• **Exercise data**:

//! Production mail-session connector over async-imap.
//!
//! Connect and authentication run inline so the worker sees auth
//! rejections synchronously; the live session then moves into an actor
//! task that owns it exclusively, serving operations over a channel and
//! emitting change events on the session's bounded event stream.

use std::time::Duration;

use futures_util::future::BoxFuture;
use tokio::sync::{mpsc, watch};

use imap_client::{ConnectError, ConnectSpec, MailConnector, SessionHandle};

mod auth;
mod ops;
mod session;
mod smtp;
mod stream;

/// Default IDLE timeout (and poll interval without IDLE).
const DEFAULT_IDLE_TIMEOUT_SECS: u64 = 300;

/// Capacity of a session's operation channel.
const OP_CHANNEL_CAPACITY: usize = 32;

/// The async-imap-backed connector.
#[derive(Debug, Clone)]
pub struct ImapDriver {
    /// IDLE timeout; the session re-issues IDLE (or polls) at this cadence.
    pub idle_timeout: Duration,
}

impl Default for ImapDriver {
    fn default() -> Self {
        Self {
            idle_timeout: Duration::from_secs(DEFAULT_IDLE_TIMEOUT_SECS),
        }
    }
}

impl MailConnector for ImapDriver {
    fn connect(&self, spec: ConnectSpec) -> BoxFuture<'_, Result<SessionHandle, ConnectError>> {
        Box::pin(async move {
            let client = stream::imap_connect(&spec.imap.host, spec.imap.port, spec.imap.security)
                .await
                .map_err(|err| ConnectError::Transport(err.to_string()))?;

            let session = auth::authenticate(client, &spec.imap.auth)
                .await
                .map_err(classify_auth_error)?;

            tracing::info!(
                account = %spec.account,
                imap_host = %spec.imap.host,
                imap_port = spec.imap.port,
                "IMAP session established"
            );

            let (event_tx, event_rx) = mpsc::channel(imap_client::EVENT_CHANNEL_CAPACITY);
            let (op_tx, op_rx) = mpsc::channel(OP_CHANNEL_CAPACITY);
            let (stop_tx, stop_rx) = watch::channel(false);

            let actor = session::SessionActor::new(
                spec.account.clone(),
                event_tx,
                spec.smtp.clone(),
                spec.copy_on_send,
                self.idle_timeout,
            );
            tokio::spawn(actor.run(session, op_rx, stop_rx));

            Ok(SessionHandle {
                events: event_rx,
                ops: Box::new(ops::OpsClient { tx: op_tx }),
                stop: stop_tx,
            })
        })
    }
}

/// Map an authentication failure onto the connect error taxonomy.
///
/// `NO`/`BAD` responses mean the server rejected the credentials; anything
/// else is transport trouble.
fn classify_auth_error(err: async_imap::error::Error) -> ConnectError {
    match &err {
        async_imap::error::Error::No(_) | async_imap::error::Error::Bad(_) => {
            ConnectError::Auth(err.to_string())
        }
        _ => ConnectError::Transport(err.to_string()),
    }
}
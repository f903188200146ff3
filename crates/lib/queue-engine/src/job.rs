//! Job records and handler verdicts.

use std::time::Duration;

/// A logical queue name.
#[derive(Debug, Clone, Copy, PartialEq, Eq, Hash, serde::Serialize, serde::Deserialize)]
#[serde(rename_all = "lowercase")]
pub enum QueueName {
    /// Outbound message submission.
    Submit,

    /// Webhook notification delivery.
    Notify,
}

impl QueueName {
    /// The queue's wire name, also used in its key namespace.
    pub fn as_str(&self) -> &'static str {
        match self {
            Self::Submit => "submit",
            Self::Notify => "notify",
        }
    }
}

impl std::fmt::Display for QueueName {
    fn fmt(&self, f: &mut std::fmt::Formatter<'_>) -> std::fmt::Result {
        f.write_str(self.as_str())
    }
}

/// Options applied when enqueueing a job.
#[derive(Debug, Clone)]
pub struct JobOptions {
    /// Maximum delivery attempts before the job terminal-fails.
    pub attempts: u32,

    /// Base delay of the exponential retry backoff.
    pub backoff_base: Duration,

    /// Initial visibility delay.
    pub delay: Duration,

    /// Priority; higher reserves first among visible jobs.
    pub priority: u16,

    /// Replacement key: an existing non-active job enqueued with the same
    /// key is dropped before this one is added.
    pub dedupe_key: Option<String>,
}

impl Default for JobOptions {
    fn default() -> Self {
        Self {
            attempts: 3,
            backoff_base: Duration::from_secs(1),
            delay: Duration::ZERO,
            priority: 0,
            dedupe_key: None,
        }
    }
}

/// Lifecycle status of a job.
#[derive(Debug, Clone, Copy, PartialEq, Eq, serde::Serialize, serde::Deserialize)]
#[serde(rename_all = "lowercase")]
pub enum JobStatus {
    /// Visible or scheduled for pickup.
    Pending,

    /// Reserved under a live lease.
    Active,

    /// Finished successfully.
    Completed,

    /// Terminally failed.
    Failed,
}

/// A persisted queue job.
#[derive(Debug, Clone, PartialEq, serde::Serialize, serde::Deserialize)]
pub struct Job {
    /// Monotonic job id, zero-padded for stable ordering.
    pub id: String,

    /// Owning queue.
    pub queue: QueueName,

    /// Opaque payload bytes.
    pub payload: Vec<u8>,

    /// Attempts made so far.
    pub attempts_made: u32,

    /// Attempt bound.
    pub max_attempts: u32,

    /// Base delay of the retry backoff, milliseconds.
    pub backoff_base_ms: u64,

    /// When the job becomes visible for reservation, unix milliseconds.
    pub next_visible_at: i64,

    /// Lifecycle status.
    pub status: JobStatus,

    /// Priority; higher reserves first.
    pub priority: u16,

    /// Free-form progress marker updated by the consumer.
    pub progress: Option<String>,

    /// Last recorded handler error.
    pub last_error: Option<String>,

    /// Creation time, unix milliseconds.
    pub created_at: i64,

    /// Terminal time, unix milliseconds.
    pub finished_at: Option<i64>,
}

impl Job {
    /// Decode the payload as JSON.
    pub fn payload_json<T: serde::de::DeserializeOwned>(&self) -> Result<T, serde_json::Error> {
        serde_json::from_slice(&self.payload)
    }
}

/// A reservation handle proving lease ownership.
#[derive(Debug, Clone, PartialEq, Eq)]
pub struct LeaseToken {
    /// Reserved job id.
    pub job_id: String,

    /// Unique lease id minted at reservation time.
    pub lease_id: String,
}

/// A reserved job with its lease.
#[derive(Debug, Clone)]
pub struct ReservedJob {
    /// The job snapshot at reservation time.
    pub job: Job,

    /// The lease protecting this reservation.
    pub lease: LeaseToken,
}

/// Verdict returned by a job handler.
///
/// The queue engine acts on the variant; handlers never drive retry by
/// raising errors.
#[derive(Debug)]
pub enum JobOutcome {
    /// The job completed; retain with this final progress marker.
    Complete(Option<String>),

    /// The job failed but may be retried on the backoff schedule.
    Retry(String),

    /// The job failed permanently; no further attempts regardless of budget.
    Discard(String),
}

/// What happened to a job inside [`fail`](crate::QueueEngine::fail).
#[derive(Debug, Clone, Copy, PartialEq, Eq)]
pub enum FailOutcome {
    /// A retry was scheduled for the given visibility time.
    Retried {
        /// When the retry becomes visible, unix milliseconds.
        next_visible_at: i64,
    },

    /// The job is terminal; no retries remain.
    Terminal,
}
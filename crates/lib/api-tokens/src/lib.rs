//! API access tokens and the admin password.
//!
//! Tokens are issued with a random key whose SHA-256 digest is persisted;
//! export and import move whole token records as base64url-wrapped
//! MessagePack so authorization survives the round trip. The admin
//! password is hashed with Argon2id.

use std::collections::BTreeSet;

use base64::Engine as _;
use base64::engine::general_purpose::URL_SAFE_NO_PAD;
use chrono::{DateTime, Utc};
use rand::RngCore as _;
use sha2::{Digest as _, Sha256};

/// Minimum accepted admin password length.
pub const MIN_PASSWORD_LEN: usize = 8;

/// Entropy of a generated token key, in bytes.
const TOKEN_KEY_BYTES: usize = 32;

/// An authorization scope a token may carry.
#[derive(
    Debug,
    Clone,
    Copy,
    PartialEq,
    Eq,
    PartialOrd,
    Ord,
    serde::Serialize,
    serde::Deserialize,
)]
pub enum Scope {
    /// Full access.
    #[serde(rename = "*")]
    All,

    /// Account and message API access.
    #[serde(rename = "api")]
    Api,

    /// Metrics read access.
    #[serde(rename = "metrics")]
    Metrics,
}

impl std::str::FromStr for Scope {
    type Err = TokenError;

    fn from_str(s: &str) -> Result<Self, Self::Err> {
        match s {
            "*" => Ok(Self::All),
            "api" => Ok(Self::Api),
            "metrics" => Ok(Self::Metrics),
            other => Err(TokenError::UnknownScope(other.to_string())),
        }
    }
}

/// Errors returned by token operations.
#[derive(Debug, thiserror::Error)]
pub enum TokenError {
    /// A scope string outside the accepted set.
    #[error("unknown scope: {0}")]
    UnknownScope(String),

    /// Import data is not valid base64url.
    #[error("token import is not valid base64url")]
    BadEncoding,

    /// Import data is not a valid token record.
    #[error("token import decode: {0}")]
    Decode(#[source] rmp_serde::decode::Error),

    /// Token record encode error.
    #[error("token export encode: {0}")]
    Encode(#[source] rmp_serde::encode::Error),

    /// The password does not meet the minimum length.
    #[error("password must be at least {MIN_PASSWORD_LEN} characters")]
    PasswordTooShort,

    /// Password hashing error.
    #[error("password hashing failed")]
    Hashing,
}

/// A persisted token record.
///
/// The key itself is never stored; only its SHA-256 digest is.
#[derive(Debug, Clone, PartialEq, Eq, serde::Serialize, serde::Deserialize)]
pub struct TokenRecord {
    /// Token id.
    pub id: String,

    /// Authorized scopes.
    pub scopes: BTreeSet<Scope>,

    /// Operator-supplied description.
    pub description: String,

    /// Issue time.
    pub created: DateTime<Utc>,

    /// SHA-256 digest of the token key.
    pub key_digest: [u8; 32],
}

impl TokenRecord {
    /// Whether the presented key matches this record.
    pub fn authorizes(&self, presented_key: &str) -> bool {
        let Ok(raw) = URL_SAFE_NO_PAD.decode(presented_key) else {
            return false;
        };
        let digest: [u8; 32] = Sha256::digest(&raw).into();
        // Constant-time enough for an offline CLI check; API-side checks go
        // through the same digest comparison.
        digest == self.key_digest
    }
}

/// An issued token: the record to persist plus the one-time-visible key.
#[derive(Debug)]
pub struct IssuedToken {
    /// The record to persist.
    pub record: TokenRecord,

    /// The base64url key to hand to the operator. Not recoverable later.
    pub key: String,
}

/// Issue a new token with the given scopes.
pub fn issue(scopes: BTreeSet<Scope>, description: impl Into<String>) -> IssuedToken {
    let mut raw = [0u8; TOKEN_KEY_BYTES];
    rand::rng().fill_bytes(&mut raw);

    let record = TokenRecord {
        id: uuid::Uuid::new_v4().simple().to_string(),
        scopes,
        description: description.into(),
        created: Utc::now(),
        key_digest: Sha256::digest(raw).into(),
    };

    IssuedToken {
        record,
        key: URL_SAFE_NO_PAD.encode(raw),
    }
}

/// Export a token record as base64url-wrapped MessagePack.
pub fn export(record: &TokenRecord) -> Result<String, TokenError> {
    let packed = rmp_serde::to_vec_named(record).map_err(TokenError::Encode)?;
    Ok(URL_SAFE_NO_PAD.encode(packed))
}

/// Import a token record previously produced by [`export`].
pub fn import(exported: &str) -> Result<TokenRecord, TokenError> {
    let packed = URL_SAFE_NO_PAD
        .decode(exported.trim())
        .map_err(|_| TokenError::BadEncoding)?;
    rmp_serde::from_slice(&packed).map_err(TokenError::Decode)
}

/// Hash an admin password with Argon2id, producing a PHC string.
pub fn hash_password(password: &str) -> Result<String, TokenError> {
    use argon2::password_hash::{PasswordHasher as _, SaltString};

    if password.len() < MIN_PASSWORD_LEN {
        return Err(TokenError::PasswordTooShort);
    }

    let salt = SaltString::generate(&mut argon2::password_hash::rand_core::OsRng);
    let hash = argon2::Argon2::default()
        .hash_password(password.as_bytes(), &salt)
        .map_err(|_| TokenError::Hashing)?;
    Ok(hash.to_string())
}

/// Verify an admin password against a stored PHC string.
pub fn verify_password(password: &str, stored: &str) -> bool {
    use argon2::password_hash::{PasswordHash, PasswordVerifier as _};

    let Ok(parsed) = PasswordHash::new(stored) else {
        return false;
    };
    argon2::Argon2::default()
        .verify_password(password.as_bytes(), &parsed)
        .is_ok()
}

/// Generate a random admin password.
pub fn generate_password() -> String {
    let mut raw = [0u8; 12];
    rand::rng().fill_bytes(&mut raw);
    URL_SAFE_NO_PAD.encode(raw)
}

/// Base64url of the SHA-256 digest of a stored hash, for `--hash` output.
pub fn hash_fingerprint(stored: &str) -> String {
    URL_SAFE_NO_PAD.encode(Sha256::digest(stored.as_bytes()))
}
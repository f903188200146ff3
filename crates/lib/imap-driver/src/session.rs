//! The session actor: owns the IMAP session, serves operations and turns
//! mailbox changes into tagged events.

use std::collections::{BTreeMap, BTreeSet};
use std::time::Duration;

use chrono::{DateTime, Utc};
use futures_util::TryStreamExt as _;
use mail_parser::MimeHeaders as _;
use tokio::sync::{mpsc, watch};

use imap_client::{
    Attachment, Contact, FlagUpdate, MessageEnvelope, MessageList, MessageText, OpError, OpResult,
    ServerSpec, SessionEvent, SubmitEnvelope, SubmitReceipt,
};

use crate::auth::Session;
use crate::ops::OpRequest;
use crate::smtp;

/// Mailbox kept selected in steady state.
const PRIMARY_MAILBOX: &str = "INBOX";

/// Mailbox names probed for the sent-mail copy.
const SENT_MAILBOXES: &[&str] = &["Sent", "Sent Messages", "[Gmail]/Sent Mail", "INBOX.Sent"];

/// How many recent messages feed the contact builder.
const CONTACT_SCAN_DEPTH: u32 = 200;

/// Runs one account session until it is stopped or the transport fails.
pub(crate) struct SessionActor {
    /// The account id, for logging.
    account: String,

    /// Outbound event channel.
    events: mpsc::Sender<SessionEvent>,

    /// SMTP submission endpoint.
    smtp: Option<ServerSpec>,

    /// Whether submissions are copied to the sent mailbox.
    copy_on_send: bool,

    /// IDLE timeout, also the poll interval without IDLE.
    idle_timeout: Duration,

    /// Known mailbox names.
    mailboxes: BTreeSet<String>,

    /// UIDVALIDITY of the primary mailbox.
    uid_validity: u32,

    /// Known messages of the primary mailbox: uid to flags.
    known: BTreeMap<u32, Vec<String>>,
}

• **What you should do**:
Please copy out each line in the entries that mentions the string "also".

• **Task solution**:
    /// The queue's wire name, also used in its key namespace.
    /// IDLE timeout, also the poll interval without IDLE.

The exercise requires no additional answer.